Artist: Declaration AD
Album: Voices
Label: Independent
Release Date: 01/10/13


  1. Voices (Feat Sam Crocker of Antagonist AD)
  2. Talking Past Each Other
  3. Something to Someone
  4. Endure
  5. Tomorrow
For the last decade or two, New Zealand has been on the world’s radar due to what ScreenJunkies has lovingly called Peter Jackson’s eleven hour tourism commercial (The Lord of the Rings trilogy). For the last couple years, Declaration AD has been working hard to make NZ famous for at least one more thing; great faith-based hardcore. After unleashing I Can’t Ignore upon the world just about one year ago, the guys from (what is apparently) one of the most beautiful places on earth are back with Voices.

In talking with Sam Coates, he described Voices as “loosely conceptual, revolving around the idea of the voices that we let into our lives, and the voice that we put back out there into the world.” Voices is five tracks of powerful hardcore that (as Brandon pointed out in his humorous tags) would fit in nicely with a label like Facedown records. Stylistically, Dec AD sticks to what I’m simply calling “punk infused” hardcore. This is not metal core, melodic hardcore, death metal or any of its variations. It’s that sort of raw vocal style that would fit equally well in a punk song… but just happens to be situated in the midst of heavy guitars and blasting drums.

Voices begins with the title track. One of the heavier songs on the album, “Voices” sets a powerful tone for the rest of the EP. If I had to pick a sound closest to it, I’d say it was mildly in the vein of In the Midst of Lions. As the title track, “Voices” introduces the theme of the album (poignantly visualized with the cover art) of these dissonant voices that crowd our lives with noise. Getting right into it, the song begins with the line, “the voices are mixing and blurring, but a whisper as they start inching their way inside my mind, but now they’re all too loud and I’m drowned out in the whitewash.”

“Talking Past Each Other” follows by featuring some great drum work and quick guitars. Vocally, this is pure HXC with passionate semi-melodic deep vocals. The shortest song on the EP, “Talking Past Each Other” examines how we try to crowd out one another with our “battle(s) for public opinion” and trying to push our own views on others. Despite its brief run time, this song is a great highlight of the strong writing on this album. Lyrics such as, “arguments are primed with the precision of a shotgun because it’s better as a sound-bite over honest, civil interaction” prove that Voices isn’t just ear-candy, it has some real meat to chew on.
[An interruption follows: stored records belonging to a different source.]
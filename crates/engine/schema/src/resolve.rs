use value::{ResolvedValue, SourceStack};

use crate::{DefinitionId, Schema};

pub struct AbstractTypeContext<'a> {
    pub schema: &'a Schema,
    /// The interface or union being resolved.
    pub abstract_type: DefinitionId,
    pub sources: &'a SourceStack,
}

/// Hook attached to an interface or union to determine the object type of a runtime value.
pub trait ResolveConcreteType: Send + Sync {
    fn resolve_concrete_type(&self, ctx: AbstractTypeContext<'_>, value: &ResolvedValue) -> Option<DefinitionId>;
}

impl<F> ResolveConcreteType for F
where
    F: Fn(AbstractTypeContext<'_>, &ResolvedValue) -> Option<DefinitionId> + Send + Sync,
{
    fn resolve_concrete_type(&self, ctx: AbstractTypeContext<'_>, value: &ResolvedValue) -> Option<DefinitionId> {
        self(ctx, value)
    }
}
“Something to Someone” continues to deepen the lyrical treasures found on this album. Focusing on the trap our world falls into in seeking to attain fame over character (a theme Project 86 addresses with “Fame is Infamy” and through Andrew’s books), “Something to Someone” becomes a counter cultural battle cry. Through the same intense vocals mixed with some fresh gang vocals, this track acknowledges the problem but focuses on the solution. Echoing Philippians 3:8, the message screams forth, “I know the fear of being forgotten. I need to be something to someone. I crave to be more than a footnote in history. And though the world may forget my name, my Lord will call me as His own. So take the fame and its fickle fancy, I count it nothing.”

“Endure” starts off brutal and doesn’t let up. The message follows “Something to Someone” in praying for the boldness to endure the voices of this world while seeking God through the distortion. The clincher to the song sums up the battle Dec AD is asking the listener to face by screaming to God, “Take my fear. Take my pain. Take my doubt. They are Yours, I will endure.” As with “Talking Past Each Other,” “Endure” is a very brief track, but it certainly packs quite a punch into under three minutes.

Just as quickly and brutally as Voices begins, so it concludes with “Tomorrow.” Where the first three tracks introduce the problem of the voices we face in this world, “Tomorrow” closes the experience out with a full fledged challenge to stand up and change. Here Sam (and some gang vocals) charge forward shouting, “I cannot stay in this place and do nothing. I have to move, to stay here is to die…With every choice I will change. I won’t fall in line with what’s expected of me. With. Every. Choice.”

Overall: As a message, Voices speaks loudly. As a hardcore album, it doesn’t disappoint. With skillful musicianship and passionate vocals, Declaration AD has a voice worth listening to. Unfortunately, just as you’ve found yourself fully immersed in the experience presented, it’s over. With two tracks under three minutes long and the rest clocking in just a smidge longer than that, the whole EP is done in around fifteen minutes. Luckily, that fifteen minutes leaves you wanting more.